Re: [PATCH] ARM: convert all mov.* pc, reg to bx reg for ARMv6+ (part1)
Hi Russell, On 01.07.2014 18:19, Russell King wrote: ARMv6 and greater introduced a new instruction (bx) which can be used to return from function calls. Recent CPUs perform better when the bx lr instruction is used rather than the mov pc, lr instruction, and this sequence is strongly recommended to be used by the ARM architecture manual (section A.4.1.1). We provide a new macro ret with all its variants for the condition code which will resolve to the appropriate instruction. Rather than doing this piecemeal, and miss some instances, change all the mov pc instances to use the new macro, with the exception of the movs instruction and the kprobes code. This allows us to detect the mov pc, lr case and fix it up - and also gives us the possibility of deploying this for other registers depending on the CPU selection. Signed-off-by: Russell King rmk+ker...@arm.linux.org.uk Build- and boot-tested on mach-s3c64xx. Tested-by: Tomasz Figa tomasz.f...@gmail.com Best regards, Tomasz -- To unsubscribe from this list: send the line unsubscribe linux-omap in the body of a message to majord...@vger.kernel.org More majordomo info at http://vger.kernel.org/majordomo-info.html
Re: [PATCH] ARM: convert all mov.* pc, reg to bx reg for ARMv6+ (part1)

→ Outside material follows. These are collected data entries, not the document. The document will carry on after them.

impl HashTable {
    /// Open or create the hash table file at `path`
    pub fn open(path: impl AsRef<Path>, options: HashTableOptions) -> Result<Self> {
        Self::open_with_registry(path, options, Arc::new(BucketLockRegistry::new()))
    }

    /// Open with a caller-supplied lock registry
    pub fn open_with_registry(
        path: impl AsRef<Path>,
        options: HashTableOptions,
        locks: Arc<BucketLockRegistry>,
    ) -> Result<Self> {
        options.validate()?;
        let path = path.as_ref().to_path_buf();
        let layout = BucketLayout::new(options.hash_bits, options.per_bucket);
        let bucket_size = layout.bucket_size();
        let initial = layout.initial_buckets();

        let mut file = MappedFile::open(&path, options.growth)?;
        file.set_used(0);
        file.ensure_capacity(initial * bucket_size)?;

        let table = HashTable {
            path,
            file: RwLock::new(file),
            layout,
            num_buckets: AtomicU64::new(initial),
            grow_lock: Mutex::new(()),
            locks,
            corruption: CorruptionCounter::new(),
        };

        // Every bucket that fits in the file is a candidate; the longest
        // chain decides how many are actually in use
        let num_buckets = {
            let file = table.file.read();
            let upper = file.capacity() / bucket_size;
            (0..initial)
                .map(|head| table.last_bucket(&file, head, upper) + 1)
                .fold(initial, u64::max)
        };
        table.num_buckets.store(num_buckets, Ordering::Release);
        table.file.read().set_used(num_buckets * bucket_size);

        info!(
            "{} has {} initial buckets, {} buckets, and {} bytes out of {} bytes in use",
            table.path.display(),
            initial,
            num_buckets,
            table.used_size(),
            table.capacity()
        );
        Ok(table)
    }

    /// Head bucket of `key`
    #[inline]
    pub fn hash_key(&self, key: u64) -> u64 {
        self.layout.hash_key(key)
    }

    /// Buckets allocated, heads included
    pub fn num_buckets(&self) -> u64 {
        self.num_buckets.load(Ordering::Acquire)
    }

    /// Number of head buckets
    pub fn initial_buckets(&self) -> u64 {
        self.layout.initial_buckets()
    }

    /// Bucket geometry
    pub fn layout(&self) -> BucketLayout {
        self.layout
    }

    /// Lock registry shared by this table
    pub fn registry(&self) -> &Arc<BucketLockRegistry> {
        &self.locks
    }

    /// Path of the backing file
    pub fn path(&self) -> &Path {
        &self.path
    }

    /// Bytes occupied by allocated buckets
    pub fn used_size(&self) -> u64 {
        self.file.read().used()
    }

    /// Capacity of the backing file
    pub fn capacity(&self) -> u64 {
        self.file.read().capacity()
    }

    /// Corruption events seen so far
    pub fn corruption_events(&self) -> u64 {
        self.corruption.count()
    }

    // ========================================================================
    // Chains
    // ========================================================================

    /// Bucket linked from `bucket`, or `None` at the end of the chain.
    ///
    /// A link that points backwards or outside `initial..num_buckets` is
    /// treated as the end of the chain and counted as corruption.
    fn next_bucket(&self, file: &MappedFile, bucket: u64, num_buckets: u64) -> Option<u64> {
        if bucket >= num_buckets {
            return None;
        }
        let offset = self.layout.bucket_offset(bucket);
        let next = match file.read_at(offset, SLOT_SIZE).map(decode_link)? {
            Ok(next) => next,
            Err(fault) => {
                let total = self.corruption.record();
                error!(
                    "Unreadable bucket link in {} at bucket no.{}, address {}: {} ({} corruption events so far)",
                    self.path.display(),
                    bucket,
                    offset,
                    fault,
                    total
                );
                return None;
            }
        };

        if next == 0 {
            None
        } else if next <= bucket {
            let total = self.corruption.record();
            error!(
                "Bucket loop in {} at bucket no.{}, address {} ({} corruption events so far)",
                self.path.display(),
                bucket,
                offset,
                total
            );
            None
        } else if next >= num_buckets || next < self.layout.initial_buckets() {
            let total = self.corruption.record();
            error!(
                "Bad bucket reference in {}: {} is out of range {} - {} ({} corruption events so far)",
                self.path.display(),
                next,
                self.layout.initial_buckets(),
                num_buckets,
                total
            );
            None
        } else {
            Some(next)
        }
    }

    /// Last bucket of the chain starting at `bucket`
    fn last_bucket(&self, file: &MappedFile, bucket: u64, num_buckets: u64) -> u64 {
        let mut current = bucket;
        while let Some(next) = self.next_bucket(file, current, num_buckets) {
            current = next;
        }
        current
    }

    /// Append a bucket to the chain of `head`
    fn grow(&self, head: u64) -> Result<()> {
        let _grow = self.grow_lock.lock();
        let bucket_size = self.layout.bucket_size();

        let needs_room = !self.file.read().has_room(bucket_size);
        if needs_room {
            self.file.write().ensure_capacity(bucket_size)?;
        }

        let file = self.file.read();
        let new_bucket = self.num_buckets();
        let tail = self.last_bucket(&file, head, new_bucket);

        // Space past the append point may hold buckets from an abandoned chain
        // SAFETY: no link points at `new_bucket` yet, and `grow_lock` keeps
        // other growers away from it
        unsafe {
            file.fill_at(self.layout.bucket_offset(new_bucket), bucket_size as usize, 0)?;
        }
        file.set_used((new_bucket + 1) * bucket_size);
        self.num_buckets.store(new_bucket + 1, Ordering::Release);

        let _tail = self.locks.exclusive(tail);
        // SAFETY: link bytes of `tail` are covered by its exclusive lock
        unsafe {
            file.write_at(self.layout.bucket_offset(tail), &encode_link(new_bucket))?;
        }
        debug!(
            "{}: linked bucket {} after bucket {} (head {})",
            self.path.display(),
            new_bucket,
            tail,
            head
        );
        Ok(())
    }

    fn report_bad_entry(&self, bucket: u64, slot: u64, fault: VarintError) {
        let total = self.corruption.record();
        error!(
            "Unreadable entry in {} at bucket no.{}, slot {}: {} ({} corruption events so far)",
            self.path.display(),
            bucket,
            slot,
            fault,
            total
        );
    }

    /// Walk the chain of `head` in probe order, stopping at the first
    /// never-written slot or when `visit` says so.
    ///
    /// `visit` receives each readable entry and its file offset while the
    /// entry's bucket is locked in `mode`.
    fn probe_chain<F>(&self, file: &MappedFile, head: u64, mode: LockMode, mut visit: F) -> Result<()>
    where
        F: FnMut(u64, &Entry) -> Result<Probe>,
    {
        let mut bucket = head;
        loop {
            let guard = self.locks.lock(bucket, mode);
            for slot in 0..self.layout.per_bucket() {
                let offset = self.layout.entry_offset(bucket, slot);
                let entry = match file.read_at(offset, ENTRY_SIZE as usize).map(decode_entry) {
                    Some(Ok(entry)) => entry,
                    Some(Err(fault)) => {
                        self.report_bad_entry(bucket, slot, fault);
                        continue;
                    }
                    None => return Ok(()),
                };
                if entry.is_unused() {
                    return Ok(());
                }
                if let Probe::Stop = visit(offset, &entry)? {
                    return Ok(());
                }
            }
            let next = self.next_bucket(file, bucket, self.num_buckets());
            drop(guard);
            match next {
                Some(next) => bucket = next,
                None => return Ok(()),
            }
        }
    }

    // ========================================================================
    // Operations
    // ========================================================================

    /// Add `(key, value)`. Duplicates are kept.
    pub fn put(&self, key: u64, value: u64) -> Result<()> {
        let head = self.hash_key(key);
        let entry = encode_entry(key, value);

        loop {
            {
                let file = self.file.read();
                let mut bucket = head;
                loop {
                    let guard = self.locks.exclusive(bucket);
                    for slot in 0..self.layout.per_bucket() {
                        let offset = self.layout.entry_offset(bucket, slot);
                        if file.byte_at(offset) != Some(ENTRY_VALID) {
                            // SAFETY: the slot is inside `bucket`, locked exclusively
                            unsafe { file.write_at(offset, &entry)? };
                            return Ok(());
                        }
                    }
                    let next = self.next_bucket(&file, bucket, self.num_buckets());
                    drop(guard);
                    match next {
                        Some(next) => bucket = next,
                        None => break,
                    }
                }
            }
            self.grow(head)?;
        }
    }

    /// Entries with `key` for which `filter` holds, leftmost first.
    ///
    /// Returns at most `limit` pairs; `limit == 0` means no limit.
    pub fn get<F>(&self, key: u64, limit: usize, mut filter: F) -> Result<Vec<(u64, u64)>>
    where
        F: FnMut(u64, u64) -> bool,
    {
        let mut found = Vec::new();
        let file = self.file.read();
        self.probe_chain(&file, self.hash_key(key), LockMode::Shared, |_, entry| {
            if entry.valid && entry.key == key && filter(entry.key, entry.value) {
                found.push((entry.key, entry.value));
                if found.len() == limit {
                    return Ok(Probe::Stop);
                }
            }
            Ok(Probe::Continue)
        })?;
        Ok(found)
    }

    /// Values stored under `key`, unfiltered
    pub fn values(&self, key: u64) -> Result<Vec<u64>> {
        Ok(self
            .get(key, 0, |_, _| true)?
            .into_iter()
            .map(|(_, value)| value)
            .collect())
    }

    /// Remove entries with `key` for which `filter` holds, leftmost first.
    ///
    /// Removes at most `limit` entries (`0` means no limit) and returns how
    /// many were removed.
    pub fn remove<F>(&self, key: u64, limit: usize, mut filter: F) -> Result<usize>
    where
        F: FnMut(u64, u64) -> bool,
    {
        let mut removed = 0;
        let file = self.file.read();
        self.probe_chain(&file, self.hash_key(key), LockMode::Exclusive, |offset, entry| {
            if entry.valid && entry.key == key && filter(entry.key, entry.value) {
                // SAFETY: the entry's bucket is locked exclusively
                unsafe { file.set_byte(offset, ENTRY_INVALID)? };
                removed += 1;
                if removed == limit {
                    return Ok(Probe::Stop);
                }
            }
            Ok(Probe::Continue)
        })?;
        Ok(removed)
    }

    fn collect_heads(&self, heads: std::ops::Range<u64>, limit: usize) -> Result<Vec<(u64, u64)>> {
        let mut found = Vec::new();
        let file = self.file.read();
        for head in heads {
            self.probe_chain(&file, head, LockMode::Shared, |_, entry| {
                if entry.valid {
                    found.push((entry.key, entry.value));
                    if found.len() == limit {
                        return Ok(Probe::Stop);
                    }
                }
                Ok(Probe::Continue)
            })?;
            if limit != 0 && found.len() >= limit {
                break;
            }
        }
        Ok(found)
    }

    /// Every valid entry, chain by chain from head 0.
    ///
    /// Returns at most `limit` pairs; `limit == 0` means no limit.
    pub fn get_all(&self, limit: usize) -> Result<Vec<(u64, u64)>> {
        self.collect_heads(0..self.initial_buckets(), limit)
    }

    /// Head range `[start, end)` of partition `part` out of `total`.
    ///
    /// Heads are split into `total` contiguous ranges whose sizes differ by
    /// at most one; the first `initial_buckets % total` ranges are larger.
    /// An invalid partition yields an empty range.
    pub fn partition_range(&self, part: u64, total: u64) -> (u64, u64) {
        if total == 0 || part >= total {
            return (0, 0);
        }
        let initial = self.initial_buckets();
        let per_part = initial / total;
        let left_over = initial % total;
        let start = part * per_part + part.min(left_over);
        let end = start + per_part + u64::from(part < left_over);
        (start, end)
    }

    /// Every valid entry of the chains whose heads fall in partition `part`
    pub fn get_partition(&self, part: u64, total: u64) -> Result<Vec<(u64, u64)>> {
        let (start, end) = self.partition_range(part, total);
        self.collect_heads(start..end, 0)
    }

    /// Drop every entry and chained bucket, keeping only empty heads
    pub fn clear(&self) -> Result<()> {
        let _grow = self.grow_lock.lock();
        let mut file = self.file.write();
        let _all = self.locks.lock_all();

        let initial = self.layout.initial_buckets();
        let heads_size = initial * self.layout.bucket_size();
        file.clear()?;
        file.ensure_capacity(heads_size)?;
        file.set_used(heads_size);
        self.num_buckets.store(initial, Ordering::Release);

        info!("Cleared {}, {} head buckets remain", self.path.display(), initial);
        Ok(())
    }

    /// Synchronize the file with the device
    pub fn flush(&self) -> Result<()> {
        self.file.read().flush()
    }

    /// Flush and close
    pub fn close(self) -> Result<()> {
        self.file.into_inner().close()
    }
}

Russell King rmk+ker...@arm.linux.org.uk writes: ARMv6 and greater introduced a new instruction (bx) which can be used to return from function calls. Recent CPUs perform better when the bx lr instruction is used rather than the mov pc, lr instruction, and this sequence is strongly recommended to be used by the ARM architecture manual (section A.4.1.1). We provide a new macro ret with all its variants for the condition code which will resolve to the appropriate instruction. When the source register is not lr the name ret is a misnomer since only the bx lr instruction is predicted as a function return. The bx instruction with other source registers uses the normal prediction mechanisms, leaving the return stack alone, and should not be used for function returns. Any code currently using another register to return from a function should probably be modified to use lr instead, unless there are special reasons for doing otherwise. If code jumping to an address in a non-lr register is not a return, using the ret name will make for some rather confusing reading. I would suggest either using a more neutral name than ret or adding an alias to be used for non-return jumps so as to make the intent clearer. -- Måns Rullgård m...@mansr.com -- To unsubscribe from this list: send the line unsubscribe linux-omap in the body of a message to majord...@vger.kernel.org More majordomo info at http://vger.kernel.org/majordomo-info.html
Re: [PATCH] ARM: convert all mov.* pc, reg to bx reg for ARMv6+ (part1)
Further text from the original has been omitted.